Esposito Pamela 4
Research Summary
AI-generated summary
Kymera (KYMR) Director Pamela Esposito Exercises Options, Sells Shares
What Happened
Pamela Esposito, a director of Kymera Therapeutics (KYMR), exercised stock options and sold shares on March 20, 2026. She acquired 2,500 shares by exercising options at $49.10 per share (cost = $122,750). On the same day she sold a total of 2,500 shares in the open market for aggregate proceeds of approximately $197,877 (three sale lots). The filing also shows a disposition of 2,500 shares at $0.00 associated with an option exercise (see context below). The sales were executed under a pre-established Rule 10b5-1 trading plan.
Key Details
- Transaction date: March 20, 2026. Transaction codes: M = option exercise, S = open-market sale.
- Option exercise (acquired): 2,500 shares @ $49.10 — total cost $122,750.
- Option-related disposition (reported at $0.00): 2,500 shares (likely net share settlement/withholding).

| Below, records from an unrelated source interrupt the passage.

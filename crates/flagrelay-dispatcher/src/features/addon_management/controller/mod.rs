use crate::features::addon_management::service::AddonService;
use crate::shared::types::{AddonConfig, AddonInstance, AddonSeed, ProviderDefinition};
use flagrelay_core::ErrorResponse;
use std::sync::Arc;
use tracing::{info, warn};

/// Controller for addon configuration requests
pub struct AddonController {
    service: Arc<AddonService>,
}

impl AddonController {
    pub fn new(service: Arc<AddonService>) -> Self {
        Self { service }
    }

    /// Handle create addon request
    /// Thin wrapper that delegates to service
    pub async fn create_addon(
        &self,
        config: AddonConfig,
        created_by: &str,
    ) -> Result<AddonInstance, ErrorResponse> {
        info!(provider = %config.provider, "Received create addon request");

        self.service
            .create_addon(config, created_by)
            .await
            .map_err(|e| e.into())
    }

    pub fn provider_definitions(&self) -> Vec<ProviderDefinition> {
        self.service.provider_definitions()
    }

    /// Create every seed; invalid seeds are logged and skipped. Returns the
    /// number created.
    pub async fn load_seeds(&self, seeds: Vec<AddonSeed>) -> usize {
        let mut created = 0;
        for seed in seeds {
            let provider = seed.config.provider.clone();
            match self.service.create_addon(seed.config, &seed.created_by).await {
                Ok(addon) => {
                    info!(addon_id = addon.id, %provider, "Seeded addon");
                    created += 1;
                }
                Err(error) => {
                    warn!(%provider, error = %error, "Skipping invalid addon seed");
                }
            }
        }
        created
    }
}
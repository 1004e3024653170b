use flagrelay_core::{CoreError, ErrorResponse};
use thiserror::Error;

/// Dispatcher specific errors
#[derive(Debug, Error)]
pub enum DispatcherError {
    #[error("Unknown addon provider {0}")]
    UnknownProvider(String),
    #[error("Validation error: {0}")]
    ValidationError(String),
    #[error("Addon not found: {0}")]
    AddonNotFound(u64),
    #[error("Storage error: {0}")]
    StorageError(String),
    #[error("Invalid request: {0}")]
    InvalidRequest(String),
    #[error("Configuration error: {0}")]
    ConfigurationError(String),
}

impl From<CoreError> for DispatcherError {
    fn from(err: CoreError) -> Self {
        match err {
            CoreError::UnknownProvider(name) => DispatcherError::UnknownProvider(name),
            CoreError::Validation(msg) => DispatcherError::ValidationError(msg),
            CoreError::DuplicateProvider(name) => {
                DispatcherError::ConfigurationError(format!("duplicate provider {name}"))
            }
            CoreError::Serialization(msg) => DispatcherError::InvalidRequest(msg),
            // Delivery failures are recorded on outcomes, not returned
            other => DispatcherError::InvalidRequest(other.to_string()),
        }
    }
}

impl From<DispatcherError> for ErrorResponse {
    fn from(err: DispatcherError) -> Self {
        let code = match &err {
            DispatcherError::UnknownProvider(_) => "UNKNOWN_PROVIDER",
            DispatcherError::ValidationError(_) => "VALIDATION_ERROR",
            DispatcherError::AddonNotFound(_) => "ADDON_NOT_FOUND",
            DispatcherError::StorageError(_) => "STORAGE_ERROR",
            DispatcherError::InvalidRequest(_) => "INVALID_REQUEST",
            DispatcherError::ConfigurationError(_) => "CONFIGURATION_ERROR",
        };

        ErrorResponse::new(code, err.to_string())
    }
}

pub type DispatcherResult<T> = std::result::Result<T, DispatcherError>;
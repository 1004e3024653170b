pub mod service;

use crate::features::http_delivery::HttpDeliveryRepository;
use crate::{lifecycle_events, required_parameter};
use async_trait::async_trait;
use flagrelay_core::{
    AddonParameters, AddonProvider, Delivery, DomainEvent, ParameterDefinition, ParameterType,
    ProviderDefinition, Result, TagTypeDefinition,
};
use service::{SlackService, SLACK_TAG};
use std::sync::Arc;
use tracing::info;

pub const PROVIDER_NAME: &str = "slack";

pub fn definition() -> ProviderDefinition {
    ProviderDefinition {
        name: PROVIDER_NAME.to_string(),
        display_name: "Slack".to_string(),
        description: "Posts feature toggle changes to a Slack channel.".to_string(),
        parameters: vec![
            ParameterDefinition::required("url", "Slack webhook URL", ParameterType::Url),
            ParameterDefinition::required("defaultChannel", "Default channel", ParameterType::Text)
                .with_description(
                    "Default channel to post updates to if not specified in the slack-tag",
                ),
        ],
        events: lifecycle_events(),
        tag_types: vec![TagTypeDefinition {
            name: SLACK_TAG.to_string(),
            description: "Slack tag used by the slack addon to specify the slack channel."
                .to_string(),
            icon: "S".to_string(),
        }],
    }
}

/// Chat notifier. One message per event, routed by the first `slack` tag.
pub struct SlackProvider {
    definition: ProviderDefinition,
    service: SlackService,
}

impl SlackProvider {
    pub fn new(repo: Arc<dyn HttpDeliveryRepository>, public_url: impl Into<String>) -> Self {
        Self {
            definition: definition(),
            service: SlackService::new(repo, public_url),
        }
    }
}

#[async_trait]
impl AddonProvider for SlackProvider {
    fn definition(&self) -> &ProviderDefinition {
        &self.definition
    }

    async fn handle_event(
        &self,
        event_type: &str,
        event: &DomainEvent,
        parameters: &AddonParameters,
    ) -> Result<Delivery> {
        let url = required_parameter(parameters, "url")?;
        let default_channel = required_parameter(parameters, "defaultChannel")?;

        let message = self.service.format_message(event_type, event, default_channel);
        self.service.post_message(url, &message).await?;

        info!(provider = PROVIDER_NAME, event_id = event.id, channel = %message.channel, "Posted Slack message");
        Ok(Delivery::sent(1))
    }
}

#[cfg(test)]
mod tests {
    use super::*;
    use crate::features::http_delivery::repo::MockHttpDeliveryRepository;
    use crate::features::http_delivery::{HttpRequest, HttpResponse};
    use flagrelay_core::{event_kind, CoreError, EventTag};

    fn parameters() -> AddonParameters {
        let mut parameters = AddonParameters::new();
        parameters.insert("url".to_string(), "https://hooks.slack.test/T1".to_string());
        parameters.insert("defaultChannel".to_string(), "general".to_string());
        parameters
    }

    #[test]
    fn test_definition_declares_slack_tag_type() {
        let definition = definition();
        assert_eq!(definition.tag_types.len(), 1);
        assert_eq!(definition.tag_types[0].name, "slack");
        assert_eq!(definition.required_parameters().count(), 2);
    }

    #[tokio::test]
    async fn test_posts_to_tagged_channel() {
        let mut repo = MockHttpDeliveryRepository::new();
        repo.expect_post()
            .withf(|req: &HttpRequest| {
                let body: serde_json::Value = serde_json::from_str(&req.body).unwrap();
                req.url == "https://hooks.slack.test/T1" && body["channel"] == "#ops"
            })
            .times(1)
            .returning(|_| {
                Ok(HttpResponse {
                    status: 200,
                    body: "ok".to_string(),
                })
            });
        let provider = SlackProvider::new(Arc::new(repo), "http://localhost:4242");
        let event = DomainEvent::new(
            event_kind::TOGGLE_CREATED,
            "a@b.com",
            serde_json::json!({ "name": "f1" }),
        )
        .with_tags(vec![EventTag::new("slack", "ops")]);

        let delivery = provider
            .handle_event(event_kind::TOGGLE_CREATED, &event, &parameters())
            .await
            .unwrap();
        assert_eq!(delivery, Delivery::sent(1));
    }

    #[tokio::test]
    async fn test_transport_error_is_reported() {
        let mut repo = MockHttpDeliveryRepository::new();
        repo.expect_post()
            .times(1)
            .returning(|_| Err(CoreError::Delivery("connection refused".to_string())));
        let provider = SlackProvider::new(Arc::new(repo), "http://localhost:4242");
        let event = DomainEvent::new(event_kind::TOGGLE_CREATED, "a@b.com", serde_json::json!({}));

        let result = provider
            .handle_event(event_kind::TOGGLE_CREATED, &event, &parameters())
            .await;
        assert!(matches!(result, Err(CoreError::Delivery(_))));
    }
}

- Open-market sales (total 2,500 shares, proceeds ≈ $197,877):
- 700 shares, weighted avg $77.71 (sales prices ranged $77.46–$77.98) — proceeds $54,398.
- 600 shares, weighted avg $79.24 (range $78.70–$79.63) — proceeds $47,546.
- 1,200 shares, weighted avg $79.94 (range $79.73–$80.27) — proceeds $95,933.
- Footnotes: Trades were effected under a Rule 10b5-1 plan (Sept 17, 2025). The option shares were fully vested and exercisable. The filing provides weighted-average sale prices and commits to disclose per-share breakdown upon request.
- Shares owned after the transactions: not specified in this Form 4.
- Filing timeliness: report filed March 20, 2026 (same-day reporting; not indicated as late).
Context
- Code M indicates option exercise. The $0.00 disposition commonly reflects shares withheld or surrendered to cover taxes or exercise obligations (a net settlement), not a market sale. Separately, the reported open-market sales were planned under a 10b5-1 program, which is a pre-arranged trading plan that can limit the informational value of the sales as a signal.
- For retail investors: exercises show the insider converted options into stock (and may retain or sell some shares); sales under a 10b5-1 plan are often routine. This filing records a mix of exercise and sales, with net cash received from market sales exceeding the cash paid to exercise the reported lot.